**Task item**.
In the records below, find the lines that include the string "BridgeError" and report how many there are, nothing else.

# # # # # # #

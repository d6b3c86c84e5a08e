//! Dogstatsd gauge line encoding.
//!
//! Layout: `name:value|g[|#tag,tag][|@rate]`. The tag section is omitted when
//! there are no tags and the rate section when the rate is 1.

use std::fmt::Write;

use bytes::{BufMut, Bytes, BytesMut};

/// First character in `s` that would break line framing: the section
/// separators `|`, `#`, `@`, the tag separator `,`, whitespace, or a control
/// character.
pub fn find_framing_char(s: &str) -> Option<char> {
    s.chars()
        .find(|&c| matches!(c, '|' | '#' | '@' | ',') || c.is_whitespace() || c.is_control())
}

/// One gauge datapoint ready to send.
#[derive(Debug, Clone, PartialEq)]
pub struct Gauge {
    /// Fully prefixed metric name.
    pub name: String,
    pub value: f64,
    /// Normalized `key:value` tags.
    pub tags: Vec<String>,
    /// Passed through to the collector, never enforced here.
    pub sample_rate: u32,
}

impl Gauge {
    /// Render the datagram payload.
    pub fn encode(&self) -> Bytes {
        let mut buf = BytesMut::with_capacity(self.name.len() + 32 + self.tags.iter().map(|t| t.len() + 1).sum::<usize>());
        buf.put_slice(self.name.as_bytes());
        buf.put_u8(b':');
        // Writing into BytesMut is infallible.
        let _ = write!(buf, "{}", self.value);
        buf.put_slice(b"|g");

        if !self.tags.is_empty() {
            buf.put_slice(b"|#");
            for (i, tag) in self.tags.iter().enumerate() {
                if i > 0 {
                    buf.put_u8(b',');
                }
                buf.put_slice(tag.as_bytes());
            }
        }

        if self.sample_rate != 1 {
            let _ = write!(buf, "|@{}", self.sample_rate);
        }

        buf.freeze()
    }
}

#[cfg(test)]
mod tests {
    use super::*;

    fn gauge(value: f64, tags: &[&str], sample_rate: u32) -> Gauge {
        Gauge {
            name: "hass.temp".into(),
            value,
            tags: tags.iter().map(|t| t.to_string()).collect(),
            sample_rate,
        }
    }

    #[test]
    fn plain_gauge() {
        assert_eq!(&gauge(21.5, &[], 1).encode()[..], b"hass.temp:21.5|g");
    }

    #[test]
    fn tags_and_rate() {
        let line = gauge(3.0, &["room:kitchen", "floor:1"], 5).encode();
        assert_eq!(&line[..], b"hass.temp:3|g|#room:kitchen,floor:1|@5");
    }

    #[test]
    fn framing_chars() {
        assert_eq!(find_framing_char("sensor.temp_1"), None);
        assert_eq!(find_framing_char("room:kitchen"), None);
        assert_eq!(find_framing_char("a,b"), Some(','));
        assert_eq!(find_framing_char("a|b"), Some('|'));
        assert_eq!(find_framing_char("x\nhass.y"), Some('\n'));
        assert_eq!(find_framing_char("a b"), Some(' '));
    }

    #[test]
    fn negative_and_fractional_values() {
        assert_eq!(&gauge(-0.25, &[], 1).encode()[..], b"hass.temp:-0.25|g");
    }
}
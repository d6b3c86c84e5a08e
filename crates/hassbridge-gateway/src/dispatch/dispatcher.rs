use std::collections::BTreeMap;
use std::sync::Arc;

use async_trait::async_trait;
use dashmap::DashMap;

use hassbridge_core::error::{BridgeError, Result};
use hassbridge_core::protocol::call::{qualified_name, ServiceCall};

/// A named entry point the host can invoke with untyped data.
///
/// `call` returns nothing: a handler owns its failures and must never let a
/// single bad payload reach the caller.
#[async_trait]
pub trait ServiceHandler: Send + Sync {
    fn domain(&self) -> &'static str;
    fn service(&self) -> &'static str;
    async fn call(&self, call: ServiceCall);
}

/// Registry of service handlers keyed by `domain.service`.
#[derive(Default)]
pub struct Dispatcher {
    services: DashMap<String, Arc<dyn ServiceHandler>>,
}

impl Dispatcher {
    pub fn new() -> Self {
        Self {
            services: DashMap::new(),
        }
    }

    pub fn register(&self, handler: Arc<dyn ServiceHandler>) {
        let name = qualified_name(handler.domain(), handler.service());
        if self.services.insert(name.clone(), handler).is_some() {
            tracing::warn!(service = %name, "service re-registered, previous handler replaced");
        } else {
            tracing::info!(service = %name, "service registered");
        }
    }

    pub fn contains(&self, domain: &str, service: &str) -> bool {
        self.services.contains_key(&qualified_name(domain, service))
    }

    /// Registered services grouped by domain, both sorted.
    pub fn registered_services(&self) -> BTreeMap<String, Vec<String>> {
        let mut out: BTreeMap<String, Vec<String>> = BTreeMap::new();
        for e in self.services.iter() {
            out.entry(e.value().domain().to_string())
                .or_default()
                .push(e.value().service().to_string());
        }
        for services in out.values_mut() {
            services.sort();
        }
        out
    }

    pub async fn dispatch(&self, call: ServiceCall) -> Result<()> {
        let name = call.qualified_name();
        let handler = self
            .services
            .get(&name)
            .ok_or_else(|| BridgeError::UnknownService(name.clone()))?
            .value()
            .clone();
        handler.call(call).await;
        Ok(())
    }
}
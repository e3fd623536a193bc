// Schema reader: XML description -> offset table, and typed field decoding

use crate::core::codec::{decode_scalar, decode_string, parse_token, TypeCode};
use crate::core::constants::*;
use crate::core::error::{Result, StateframeError};
use crate::core::format::*;
use crate::core::value::Value;
use roxmltree::Node as XmlNode;
use std::fs;
use std::path::{Path, PathBuf};
use tracing::{debug, error};

/// A parsed schema document bound to the file it came from.
pub struct SchemaReader {
    path: PathBuf,
    table: OffsetTable,
}

impl SchemaReader {
    pub fn open<P: AsRef<Path>>(path: P) -> Result<Self> {
        let path = path.as_ref().to_path_buf();
        let table = parse_file(&path)?;
        Ok(Self { path, table })
    }

    pub fn path(&self) -> &Path {
        &self.path
    }

    pub fn table(&self) -> &OffsetTable {
        &self.table
    }

    pub fn version(&self) -> f64 {
        self.table.version()
    }

    pub fn list_fields(&self) -> Vec<&str> {
        self.table.names().collect()
    }

    pub fn read_field(&self, buffer: &[u8], name: &str) -> Result<Value> {
        self.table.extract(buffer, name)
    }

    pub fn read_all(&self, buffer: &[u8]) -> Result<Vec<(String, Value)>> {
        self.table.decode_all(buffer)
    }
}

pub fn parse_file<P: AsRef<Path>>(path: P) -> Result<OffsetTable> {
    let xml = fs::read_to_string(path.as_ref())?;
    parse(&xml)
}

/// Walk a schema document and compute the offset of every leaf. Any
/// deviation from the expected grammar is an error; nothing is skipped.
pub fn parse(xml: &str) -> Result<OffsetTable> {
    let table = parse_document(xml).map_err(|e| {
        error!("Failed to parse stateframe schema: {}", e);
        e
    })?;
    debug!(
        "Parsed schema v{}: {} fields, {} bytes",
        table.version,
        table.entries.len(),
        table.size
    );
    Ok(table)
}

fn parse_document(xml: &str) -> Result<OffsetTable> {
    let doc = roxmltree::Document::parse(xml)?;
    let root = doc.root_element();
    if root.tag_name().name() != "Cluster" {
        return Err(StateframeError::MissingTag {
            node: "document".to_string(),
            expected: "Cluster",
            got: describe(Some(root)),
        });
    }

    let mut entries = Vec::new();
    // Root name is not part of the field paths.
    let size = walk_cluster(root, None, false, 0, &mut entries)?;

    Ok(OffsetTable {
        entries,
        version: read_version(root),
        size,
    })
}

/// Element children of one schema node, consumed in order.
struct Items<'a, 'input> {
    nodes: Vec<XmlNode<'a, 'input>>,
    pos: usize,
    owner: String,
}

impl<'a, 'input> Items<'a, 'input> {
    fn of(node: XmlNode<'a, 'input>, owner: String) -> Self {
        Self {
            nodes: node.children().filter(|n| n.is_element()).collect(),
            pos: 0,
            owner,
        }
    }

    fn peek(&self) -> Option<XmlNode<'a, 'input>> {
        self.nodes.get(self.pos).copied()
    }

    fn next(&mut self) -> Option<XmlNode<'a, 'input>> {
        let node = self.peek();
        if node.is_some() {
            self.pos += 1;
        }
        node
    }

    fn expect(&mut self, tag: &'static str) -> Result<XmlNode<'a, 'input>> {
        match self.peek() {
            Some(node) if node.tag_name().name() == tag => {
                self.pos += 1;
                Ok(node)
            }
            other => Err(StateframeError::MissingTag {
                node: self.owner.clone(),
                expected: tag,
                got: describe(other),
            }),
        }
    }
}

fn describe(node: Option<XmlNode>) -> String {
    match node {
        Some(n) => format!("<{}>", n.tag_name().name()),
        None => "end of element".to_string(),
    }
}

fn text(node: XmlNode) -> String {
    node.text().unwrap_or("").to_string()
}

fn number(node: XmlNode, tag: &'static str) -> Result<usize> {
    let raw = node.text().unwrap_or("").trim();
    raw.parse::<usize>()
        .map_err(|_| StateframeError::InvalidNumber {
            tag,
            value: raw.to_string(),
        })
}

fn join(prefix: Option<&str>, name: &str) -> String {
    match prefix {
        Some(p) => format!("{}/{}", p, name),
        None => name.to_string(),
    }
}

/// `keep_name` is false for the root and for array elements, whose
/// children take the path they are given.
fn walk_cluster(
    node: XmlNode,
    prefix: Option<&str>,
    keep_name: bool,
    mut offset: usize,
    out: &mut Vec<(String, OffsetEntry)>,
) -> Result<usize> {
    let owner = prefix.map(str::to_string).unwrap_or_else(|| "Cluster".to_string());
    let mut items = Items::of(node, owner);
    let name = text(items.expect("Name")?);
    let count = number(items.expect("NumElts")?, "NumElts")?;

    let scope = if keep_name {
        Some(join(prefix, &name))
    } else {
        prefix.map(str::to_string)
    };

    for _ in 0..count {
        let child = items.next().ok_or_else(|| StateframeError::MissingTag {
            node: scope.clone().unwrap_or_else(|| name.clone()),
            expected: "element",
            got: describe(None),
        })?;
        offset = walk_item(child, scope.as_deref(), offset, out)?;
    }
    Ok(offset)
}

fn walk_item(
    node: XmlNode,
    prefix: Option<&str>,
    offset: usize,
    out: &mut Vec<(String, OffsetEntry)>,
) -> Result<usize> {
    match node.tag_name().name() {
        "Cluster" => walk_cluster(node, prefix, true, offset, out),
        "Array" => walk_array(node, prefix, offset, out),
        tag => {
            let code = TypeCode::from_tag(tag)
                .ok_or_else(|| StateframeError::UnknownType(tag.to_string()))?;
            let mut items = Items::of(node, join(prefix, tag));
            let name = text(items.expect("Name")?);
            let path = join(prefix, &name);
            let end = advance(offset, code.width(), &path)?;
            out.push((path, OffsetEntry::new(code.format_char().to_string(), offset)));
            Ok(end)
        }
    }
}

fn walk_array(
    node: XmlNode,
    prefix: Option<&str>,
    offset: usize,
    out: &mut Vec<(String, OffsetEntry)>,
) -> Result<usize> {
    let mut items = Items::of(node, join(prefix, "Array"));
    let path = join(prefix, &text(items.expect("Name")?));
    items.owner = path.clone();

    let mut dims = Vec::new();
    while dims.len() < MAX_DIMS {
        match items.peek() {
            Some(n) if n.tag_name().name() == "Dimsize" => {
                dims.push(number(n, "Dimsize")?);
                items.next();
            }
            _ => break,
        }
    }
    if dims.is_empty() {
        items.expect("Dimsize")?;
    }

    let element = items.next().ok_or_else(|| StateframeError::MissingTag {
        node: path.clone(),
        expected: "element",
        got: describe(None),
    })?;

    let count = dims
        .iter()
        .try_fold(1usize, |acc, d| acc.checked_mul(*d))
        .ok_or_else(|| overflow(&path))?;
    let mut offset = advance(offset, DIM_WORD_SIZE * dims.len(), &path)?;

    match element.tag_name().name() {
        "Cluster" => {
            if count > MAX_CLUSTER_ELEMENTS {
                return Err(overflow(&path));
            }
            for i in 0..count {
                let slot = format!("{}[{}]", path, i);
                offset = walk_cluster(element, Some(&slot), false, offset, out)?;
            }
        }
        "Array" => return Err(StateframeError::UnknownType(format!("Array in {}", path))),
        tag => {
            let code = TypeCode::from_tag(tag)
                .ok_or_else(|| StateframeError::UnknownType(tag.to_string()))?;
            let token = format!("{}{}", count, code.format_char());
            let entry = if code == TypeCode::U8 {
                // character data reads back as one string
                OffsetEntry::new(token, offset)
            } else {
                OffsetEntry::with_shape(token, offset, dims)
            };
            let len = count.checked_mul(code.width()).ok_or_else(|| overflow(&path))?;
            offset = advance(offset, len, &path)?;
            out.push((path, entry));
        }
    }
    Ok(offset)
}

fn overflow(node: &str) -> StateframeError {
    StateframeError::SizeOverflow {
        node: node.to_string(),
    }
}

fn advance(offset: usize, len: usize, node: &str) -> Result<usize> {
    offset.checked_add(len).ok_or_else(|| overflow(node))
}

/// Version lives in the `<Val>` of the root's second data child (the
/// fourth element child after Name and NumElts).
fn read_version(root: XmlNode) -> f64 {
    root.children()
        .filter(|n| n.is_element())
        .nth(3)
        .and_then(|n| n.children().find(|c| c.has_tag_name("Val")))
        .and_then(|v| v.text())
        .and_then(|t| t.trim().parse::<f64>().ok())
        .unwrap_or(LEGACY_VERSION)
}

/// Read one field out of `buffer`. Numeric arrays come back nested in
/// reverse `<Dimsize>` order, row-major.
pub fn decode(buffer: &[u8], entry: &OffsetEntry) -> Result<Value> {
    let (count, code) = parse_token(&entry.format)?;
    let span = entry.span()?;
    let needed = span.len();
    let bytes = buffer
        .get(span)
        .ok_or(StateframeError::BufferTooShort {
            offset: entry.offset,
            needed,
            len: buffer.len(),
        })?;

    if code == TypeCode::U8 {
        return Ok(Value::Text(decode_string(bytes)));
    }

    let mut flat: Vec<Value> = bytes
        .chunks_exact(code.width())
        .map(|c| decode_scalar(code, c))
        .collect();

    match &entry.shape {
        Some(dims) => {
            let shape: Vec<usize> = dims.iter().rev().copied().collect();
            reshape(flat, &shape)
        }
        None if count == 1 => flat
            .pop()
            .ok_or_else(|| StateframeError::InvalidFormat(entry.format.clone())),
        None => Ok(Value::List(flat)),
    }
}

fn reshape(flat: Vec<Value>, shape: &[usize]) -> Result<Value> {
    let total = shape.iter().try_fold(1usize, |acc, d| acc.checked_mul(*d));
    if total != Some(flat.len()) {
        return Err(StateframeError::ShapeMismatch {
            shape: shape.to_vec(),
            count: flat.len(),
        });
    }
    Ok(nest(&mut flat.into_iter(), shape))
}

fn nest<I: Iterator<Item = Value>>(items: &mut I, shape: &[usize]) -> Value {
    match shape.split_first() {
        None => items.next().unwrap_or(Value::List(Vec::new())),
        Some((&n, rest)) => Value::List((0..n).map(|_| nest(items, rest)).collect()),
    }
}

impl OffsetTable {
    pub fn extract(&self, buffer: &[u8], name: &str) -> Result<Value> {
        decode(buffer, self.get(name)?)
    }

    /// Decode every field in buffer order.
    pub fn decode_all(&self, buffer: &[u8]) -> Result<Vec<(String, Value)>> {
        self.entries
            .iter()
            .map(|(name, entry)| Ok((name.clone(), decode(buffer, entry)?)))
            .collect()
    }
}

# # # # # # #

**Solution to this task**.
2